When to recognize a virtual currency transaction?

You should recognize the cryptocurrency transaction on the date and time the virtual currency ledger records the transaction. Further, you should confirm the ability to sell, exchange, or dispose of the cryptocurrency on said date.

The following types of common cryptocurrency transactions qualify as taxable transactions:
  • Exchanging virtual currency for another virtual currency
  • Receiving cryptocurrency as a payment for services
  • Paying for services with cryptocurrency

How to value a virtual currency transaction?

The standard property tax rules apply to virtual currency transactions. If you understand property tax laws, you should apply those laws to cryptocurrency exchanges, sales, and dispositions.

The virtual currency valuation should be based on the fair market value when you record the transaction. When receiving virtual currency, simply recognize gross income based on the fair market value of the cryptocurrency received. When exchanging cryptocurrency, simply recognize a gain or loss based on the FMV of the cryptocurrency received and the adjusted basis of the cryptocurrency exchanged.

If unable to determine the fair value via the exchange, you should use a cryptocurrency explorer to determine the readily available fair value of the virtually currency involved. Other means may be necessary to determine fair value if the cryptocurrency explorer fails to establish value.

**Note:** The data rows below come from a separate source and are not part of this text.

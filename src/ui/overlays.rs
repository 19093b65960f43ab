use ratatui::prelude::*;
use ratatui::widgets::{Block, Borders, Clear, Padding, Paragraph};

use crate::app::{COPY_ACK_MS, Model};
use crate::export::DOWNLOAD_FILE_NAME;

fn help_lines(model: &Model) -> Vec<Line<'static>> {
    let global_cfg = model
        .config_global_path
        .as_ref()
        .map_or_else(|| "<unknown>".to_string(), |p| p.display().to_string());
    let local_cfg = model
        .config_local_path
        .as_ref()
        .map_or_else(|| "<none>".to_string(), |p| p.display().to_string());

    let section_style = Style::default()
        .fg(Color::Yellow)
        .add_modifier(Modifier::BOLD);

    let mut lines: Vec<Line<'static>> = Vec::new();

    lines.push(Line::styled("Actions", section_style));
    lines.push(Line::raw("  F5 / Ctrl-r         Convert now"));
    lines.push(Line::raw(format!(
        "  F3 / Ctrl-y         Copy HTML ({}s acknowledgement)",
        COPY_ACK_MS / 1_000
    )));
    lines.push(Line::raw(format!(
        "  F4 / Ctrl-s         Save HTML as {DOWNLOAD_FILE_NAME}"
    )));
    lines.push(Line::raw("  Ctrl-w              Toggle watching the source file"));
    lines.push(Line::raw("  Ctrl-q / Ctrl-c     Quit"));
    lines.push(Line::raw("  F1                  Toggle help"));
    lines.push(Line::raw(""));

    lines.push(Line::styled("Editing", section_style));
    lines.push(Line::raw("  Type / paste        Edit MJML (converts after a pause)"));
    lines.push(Line::raw("  Arrows, Home/End    Move cursor"));
    lines.push(Line::raw("  Ctrl+Left/Right     Word movement"));
    lines.push(Line::raw("  Ctrl+Home/End       Buffer start / end"));
    lines.push(Line::raw("  PageUp/PageDown     Page the editor"));
    lines.push(Line::raw("  Tab                 Insert two spaces"));
    lines.push(Line::raw(""));

    lines.push(Line::styled("Output", section_style));
    lines.push(Line::raw("  F2 / Ctrl-p         Toggle Preview / Code"));
    lines.push(Line::raw("  Alt+Up/Down         Scroll output"));
    lines.push(Line::raw("  Alt+PageUp/PageDown Page output"));
    lines.push(Line::raw("  Alt+Home/End        Output top / bottom"));
    lines.push(Line::raw("  Mouse wheel         Scroll pane under pointer"));
    lines.push(Line::raw(""));

    lines.push(Line::styled("Files", section_style));
    lines.push(Line::raw(format!(
        "  Output dir: {}",
        model.output_dir.display()
    )));
    lines.push(Line::raw(format!("  Global config: {global_cfg}")));
    lines.push(Line::raw(format!("  Local override: {local_cfg}")));

    lines
}

pub fn render_help_overlay(model: &Model, frame: &mut Frame, area: Rect) {
    let popup_width = area.width.saturating_sub(12).max(48);
    let popup_height = area.height.saturating_sub(6).max(12);
    let popup = centered_popup_rect(popup_width, popup_height, area);

    let all_lines = help_lines(model);
    let dim_style = Style::default().fg(Color::Indexed(245));

    let block = Block::default()
        .title(" Help ")
        .borders(Borders::ALL)
        .padding(Padding::uniform(1))
        .style(Style::default().bg(Color::Black).fg(Color::White));
    let inner = block.inner(popup);

    frame.render_widget(Clear, popup);
    frame.render_widget(block, popup);

    // Last row holds the footer hint.
    let content_height = inner.height.saturating_sub(1);
    let max_scroll = all_lines.len().saturating_sub(usize::from(content_height));
    let scroll = model.help_scroll_offset.min(max_scroll);
    let end = (scroll + usize::from(content_height)).min(all_lines.len());
    let visible: Vec<Line> = all_lines[scroll..end].to_vec();

    let content_area = Rect::new(inner.x, inner.y, inner.width, content_height);
    frame.render_widget(Paragraph::new(visible), content_area);

    if inner.height > 0 {
        let footer_area = Rect::new(inner.x, inner.y + content_height, inner.width, 1);
        let footer = Line::styled("Up/Down scroll \u{2502} any other key closes", dim_style);
        frame.render_widget(Paragraph::new(footer), footer_area);
    }
}

fn centered_popup_rect(width: u16, height: u16, area: Rect) -> Rect {
    let w = width.min(area.width);
    let h = height.min(area.height);
    let x = area.x + (area.width.saturating_sub(w) / 2);
    let y = area.y + (area.height.saturating_sub(h) / 2);
    Rect::new(x, y, w, h)
}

How to report a virtual currency transaction?

When selling, exchanging, or disposing of the cryptocurrency, you can choose which cryptocurrency units are deemed sold, exchanged, or disposed of. However, in order to do so, you must be able to identify the unit and differentiate its adjusted basis and holding period from other units. If unable to do so, you must use the FIFO (first-in-first-out) approach to determine the basis of the sold, exchanged, or disposed of units.

It is important to note that fees and commissions are included in the basis of purchased virtual currency.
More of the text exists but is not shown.